Stravinsky Violin Concerto was regarded as one of the "masterworks" out of the festival. After Balanchine died, the world rights of Stravinsky Violin Concerto and five other ballets went to von Aroldingen.

==Choreography==
Stravinsky Violin Concerto is Balanchine's direct response to the music. In the opening Toccata, the four lead dancers, each grouped with a four-person corps de ballet, are introduced one by one. Dance critic Zoe Anderson wrote that this section is "bright and exuberant".

It is followed by Aria I, created on Karin von Aroldingen and Jean-Pierre Bonnefoux. Though von Aroldingen saw herself as a "realistic dancer," Balanchine asked her to dance like a snake, "You know, a bit sneaky." Dance critic Richard Buckle commented, "The opening chord on the strings warns that the relationship between this man and woman will not be a placid one. Her dance with her partner contains strange confrontations, tangles, stalking, catching, trapping; but she somersaults away from his last embrace, and he suddenly lies flat, as if he had enough."

Aria II was made on Kay Mazzo and Peter Martins. Both of them found it difficult to learn the choreography, though it was not noticed by the audience. Mazzo noted it was because Balanchine knew what was the most suitable her and Martins. Anderson described, "The ballerina clings to her partner, wrapping herself around him then standing sheltered in his arms.
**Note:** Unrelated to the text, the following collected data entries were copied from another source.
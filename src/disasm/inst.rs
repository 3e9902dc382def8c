//! `Inst`: the decoded-instruction record (spec §3). Ported from
//! `Prophet/static/disassembler.h`'s `Inst : public Instruction`.

use crate::taint::cputaint::Gpr;

/// Addressing-mode description for a memory operand.
#[derive(Debug, Clone, Copy, Default, PartialEq, Eq)]
pub struct MemOperand {
    pub base: Option<Gpr>,
    pub index: Option<Gpr>,
    pub scale: u8,
    pub displacement: i32,
    pub segment_override: bool,
}

/// The kind of one instruction argument, independent of its size.
#[derive(Debug, Clone, Copy, PartialEq, Eq)]
pub enum ArgKind {
    /// A general-purpose register, tagged with whether it addresses the
    /// high byte of a 16-bit pair (AH/BH/CH/DH).
    Gpr { reg: Gpr, high_byte: bool },
    Mm(usize),
    Xmm(usize),
    Eip,
    Flags,
    Memory(MemOperand),
    Immediate(i64),
}

/// One decoded operand: its kind plus bit width (8/16/32/64/128, spec §3).
#[derive(Debug, Clone, Copy, PartialEq, Eq)]
pub struct ArgType {
    pub kind: ArgKind,
    pub size: u32,
}

impl ArgType {
    pub fn is_register(&self) -> bool {
        matches!(
            self.kind,
            ArgKind::Gpr { .. } | ArgKind::Mm(_) | ArgKind::Xmm(_) | ArgKind::Eip | ArgKind::Flags
        )
    }

    pub fn is_memory(&self) -> bool {
        matches!(self.kind, ArgKind::Memory(_))
    }

    pub fn is_constant(&self) -> bool {
        matches!(self.kind, ArgKind::Immediate(_))
    }

    pub fn memory(&self) -> Option<&MemOperand> {
        match &self.kind {
            ArgKind::Memory(m) => Some(m),
            _ => None,
        }
    }
}

bitflags::bitflags! {
    /// Prefix bits relevant to taint propagation (operand-size override,
    /// REP family, LOCK). Segment overrides are tracked on the memory
    /// operand itself.
    pub struct PrefixFlags: u8 {
        const OPERAND_SIZE_16 = 0b0000_0001;
        const ADDRESS_SIZE_16 = 0b0000_0010;
        const REP              = 0b0000_0100;
        const REPNE            = 0b0000_1000;
        const LOCK             = 0b0001_0000;
    }
}

/// A decoded instruction, keyed by its `eip` once inserted into an
/// `InstSection`. `index` is assigned by `InstSection::update_indices` and
/// is `None` until the section has been indexed at least once.
#[derive(Debug, Clone)]
pub struct Inst {
    pub eip: u32,
    pub length: u32,
    pub mnemonic: String,
    /// Opcode, with the `0F` two-byte escape folded in as the high byte
    /// (e.g. `0FAF` for `IMUL r,r/m`) so a single `u32` disambiguates
    /// one-byte from two-byte opcodes (spec §4.4: `INST_ONEBYTE`/
    /// `INST_TWOBYTE`).
    pub opcode: u32,
    pub modrm_reg: Option<u8>,
    pub prefix: PrefixFlags,
    pub args: [Option<ArgType>; 3],
    pub target: Option<u32>,
    pub entry: Option<u32>,
    pub target_module_name: Option<String>,
    pub target_func_name: Option<String>,
    pub is_invalid: bool,
    pub index: Option<usize>,
}

impl Inst {
    pub fn invalid(eip: u32) -> Self {
        Inst {
            eip,
            length: 1,
            mnemonic: "(bad)".to_string(),
            opcode: 0,
            modrm_reg: None,
            prefix: PrefixFlags::empty(),
            args: [None, None, None],
            target: None,
            entry: None,
            target_module_name: None,
            target_func_name: None,
            is_invalid: true,
            index: None,
        }
    }

    pub fn is_one_byte_opcode(&self) -> bool {
        self.opcode <= 0xFF
    }

    pub fn is_two_byte_opcode(&self) -> bool {
        self.opcode > 0xFF
    }

    /// Low byte used to index `HandlerOneByte`/`HandlerTwoBytes`.
    pub fn dispatch_opcode(&self) -> u8 {
        (self.opcode & 0xFF) as u8
    }

    pub fn arg(&self, n: usize) -> Option<&ArgType> {
        self.args.get(n).and_then(|a| a.as_ref())
    }

    /// Terminators per spec §4.3: `ret`/`retf`/`int3`/`int imm8`.
    pub fn is_terminator(&self) -> bool {
        self.is_invalid || matches!(self.dispatch_opcode(), 0xC3 | 0xCB | 0xC2 | 0xCA | 0xCC | 0xCD)
    }
}
//! Trace buffer: a bounded history of per-step execution records and the
//! queries analyzers run against it (spec §4.5). Grounded on
//! `Prophet/protocol/runtrace.h`; register-file shape mirrors
//! `ptrace_host::RegisterFile`'s narrowing discipline without depending on
//! it — the trace buffer is host-agnostic, fed by whatever `ProcessorView`
//! the engine is driving.

use bitflags::bitflags;
use serde::{Deserialize, Serialize};

use crate::error::ArchiveError;

bitflags! {
    /// Per-step execution flags, set by the engine as it interprets a
    /// `call`/`jmp` against the API info table (spec §4.2's `WINAPI_CALL`
    /// skip behavior).
    #[derive(Default, Serialize, Deserialize)]
    pub struct ExecFlags: u32 {
        const WINAPI_CALL = 0b0000_0001;
        const WINAPI_JMP = 0b0000_0010;
        const PROC_ENTRY = 0b0000_0100;
        const PROC_EXIT = 0b0000_1000;
    }
}

/// A single logged memory access (`Mr`/`Mw` in the spec's notation).
/// `len` is always one of `{0, 1, 2, 4}`; `len == 0` means "no access".
#[derive(Debug, Clone, Copy, Default, PartialEq, Eq, Serialize, Deserialize)]
pub struct MemAccess {
    pub addr: u32,
    pub len: u8,
    pub val: u32,
}

impl MemAccess {
    pub const NONE: MemAccess = MemAccess { addr: 0, len: 0, val: 0 };

    pub fn is_present(&self) -> bool {
        self.len != 0
    }

    pub fn covers(&self, addr: u32) -> bool {
        self.is_present() && addr >= self.addr && addr < self.addr + self.len as u32
    }
}

/// One step of execution trace: the smallest unit the analyzers consume
/// (spec §4.5, glossary). `gprs` is fixed at 8 entries, x86-32-register
/// order (`Gpr` discriminant order in `taint::cputaint`).
#[derive(Debug, Clone, Serialize, Deserialize)]
pub struct TContext {
    pub seq: u64,
    pub eip: u32,
    pub gprs: [u32; 8],
    pub flags: u32,
    pub mr: MemAccess,
    pub mw: MemAccess,
    pub exec_flags: ExecFlags,
    pub proc_entry: u32,
}

impl TContext {
    pub fn gpr_equals(&self, val: u32) -> bool {
        self.gprs.iter().any(|&g| g == val)
    }

    /// True if this record and `other` differ only in that one is a
    /// `call`/`jmp` stepping stone to the other — the shape `mergeCallJmp`
    /// collapses.
    fn is_call_jmp_artifact_of(&self, other: &TContext) -> bool {
        self.mr == other.mr
            && self.mw == other.mw
            && (self.exec_flags.intersects(ExecFlags::WINAPI_CALL | ExecFlags::WINAPI_JMP)
                || other.exec_flags.intersects(ExecFlags::WINAPI_CALL | ExecFlags::WINAPI_JMP))
    }
}

/// Bounded array of `TContext`, guarded by a single mutex per spec §5's
/// "RunTrace holds one mutex" discipline.
pub struct RunTrace {
    records: std::sync::Mutex<Vec<TContext>>,
    max_traces: usize,
    merge_call_jmp: bool,
    next_seq: std::sync::atomic::AtomicU64,
}

impl RunTrace {
    pub fn new(max_traces: usize, merge_call_jmp: bool) -> Self {
        RunTrace {
            records: std::sync::Mutex::new(Vec::with_capacity(max_traces.min(1024))),
            max_traces,
            merge_call_jmp,
            next_seq: std::sync::atomic::AtomicU64::new(0),
        }
    }

    /// Clears the buffer and resets the sequence counter.
    pub fn begin(&self) {
        self.records.lock().unwrap().clear();
        self.next_seq.store(0, std::sync::atomic::Ordering::SeqCst);
    }

    /// No-op bookend matching the original's `Begin`/`Trace`/`End` triad;
    /// kept so callers mirror that lifecycle even though this
    /// implementation has nothing left to flush.
    pub fn end(&self) {}

    pub fn count(&self) -> usize {
        self.records.lock().unwrap().len()
    }

    pub fn max_traces(&self) -> usize {
        self.max_traces
    }

    /// Appends a `TContext` built from the current processor state plus
    /// any `Mr`/`Mw` logged since the previous call. Once `count ==
    /// max_traces` the oldest record is evicted (ring-buffer discipline);
    /// sequence numbers are never reused.
    pub fn trace(
        &self,
        eip: u32,
        gprs: [u32; 8],
        flags: u32,
        mr: MemAccess,
        mw: MemAccess,
        exec_flags: ExecFlags,
        proc_entry: u32,
    ) -> u64 {
        let seq = self.next_seq.fetch_add(1, std::sync::atomic::Ordering::SeqCst);
        let record = TContext {
            seq,
            eip,
            gprs,
            flags,
            mr,
            mw,
            exec_flags,
            proc_entry,
        };

        let mut records = self.records.lock().unwrap();

        if self.merge_call_jmp {
            if let Some(last) = records.last() {
                if record.is_call_jmp_artifact_of(last) {
                    records.pop();
                }
            }
        }

        if records.len() >= self.max_traces {
            records.remove(0);
        }
        records.push(record);

        seq
    }

    /// Last index `i <= before_idx` where `Mr` covers `addr`.
    pub fn find_most_recent_mr_addr(&self, addr: u32, before_idx: usize) -> Option<usize> {
        let records = self.records.lock().unwrap();
        records[..=before_idx.min(records.len().saturating_sub(1))]
            .iter()
            .enumerate()
            .rev()
            .find(|(_, r)| r.mr.covers(addr))
            .map(|(i, _)| i)
    }

    /// Symmetric `Mw` query.
    pub fn find_most_recent_mw_addr(&self, addr: u32, before_idx: usize) -> Option<usize> {
        let records = self.records.lock().unwrap();
        records[..=before_idx.min(records.len().saturating_sub(1))]
            .iter()
            .enumerate()
            .rev()
            .find(|(_, r)| r.mw.covers(addr))
            .map(|(i, _)| i)
    }

    /// Lowest index where any of the 8 GPRs equals `val`.
    pub fn find_first_reg(&self, val: u32) -> Option<usize> {
        let records = self.records.lock().unwrap();
        records.iter().position(|r| r.gpr_equals(val))
    }

    /// Returns a snapshot clone of the record at `idx`, if present.
    pub fn get(&self, idx: usize) -> Option<TContext> {
        self.records.lock().unwrap().get(idx).cloned()
    }

    pub fn snapshot(&self) -> Vec<TContext> {
        self.records.lock().unwrap().clone()
    }

    /// Streams each retained record as one JSON line, for piping large
    /// traces without holding the whole serialized form in memory.
    pub fn dump_jsonl<W: std::io::Write>(&self, mut w: W) -> Result<(), ArchiveError> {
        for record in self.records.lock().unwrap().iter() {
            serde_json::to_writer(&mut w, record).map_err(|source| ArchiveError::Serde {
                component: "RunTrace",
                source,
            })?;
            writeln!(w).map_err(|source| ArchiveError::Write {
                path: "<jsonl stream>".to_string(),
                source,
            })?;
        }
        Ok(())
    }
}

#[derive(Debug, Serialize, Deserialize)]
struct RunTraceContract {
    count: usize,
    max_traces: usize,
    merge_call_jmp: bool,
    records: Vec<TContext>,
}

impl crate::archive::Archivable for RunTrace {
    fn to_json(&self) -> serde_json::Value {
        let records = self.records.lock().unwrap();
        serde_json::to_value(RunTraceContract {
            count: records.len(),
            max_traces: self.max_traces,
            merge_call_jmp: self.merge_call_jmp,
            records: records.clone(),
        })
        .expect("RunTrace contract is always serializable")
    }

    fn from_json(value: serde_json::Value) -> Result<Self, ArchiveError> {
        let contract: RunTraceContract =
            serde_json::from_value(value).map_err(|source| ArchiveError::Serde {
                component: "RunTrace",
                source,
            })?;

        let trace = RunTrace::new(contract.max_traces, contract.merge_call_jmp);
        let next_seq = contract.records.last().map(|r| r.seq + 1).unwrap_or(0);
        *trace.records.lock().unwrap() = contract.records;
        trace.next_seq.store(next_seq, std::sync::atomic::Ordering::SeqCst);
        Ok(trace)
    }
}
At the end of the movement he kneels and she leans against him, his arm curved over her like a blindfold."

The ballet ends with a Capriccio featuring the cast of twenty dancers, entering the stage in groups of ten, dancing what Anderson called "lively, folk-flavoured steps, skipping on their heels and hopping to Stravinsky's intricate rhythms". Once the entire cast is onstage, the dancers "bursts into the finale".

==Performances==
Stravinsky Violin Concerto premiered on June 18, 1972 at the New York State Theater, on the first program of the Stravinsky Festival. Other ballet companies that had revived Stravinsky Violin Concerto include The Royal Ballet, American Ballet Theatre, San Francisco Ballet, Dutch National Ballet, National Ballet of Canada, Birmingham Royal Ballet, Pacific Northwest Ballet and Boston Ballet.

==Videography==
Stravinsky Violin Concerto was filmed for PBS's 1977 Dance in America broadcast, with original cast members Mazzo, von Aroldingen and Martins reprising their roles, while the role made on Bonnefous was danced by Bart Cook. Balanchine adjusted the choreography for the cameras.

In 2020, during the COVID-19 pandemic, the New York City Ballet released a 2018 video recording of the finale of Stravinsky Violin Concerto, featuring Sterling Hyltin, Ask la Cour, Sara Mearns and Taylor Stanley, in his New York City debut of the role. A full recording of the ballet with the same cast was released online in March 2021.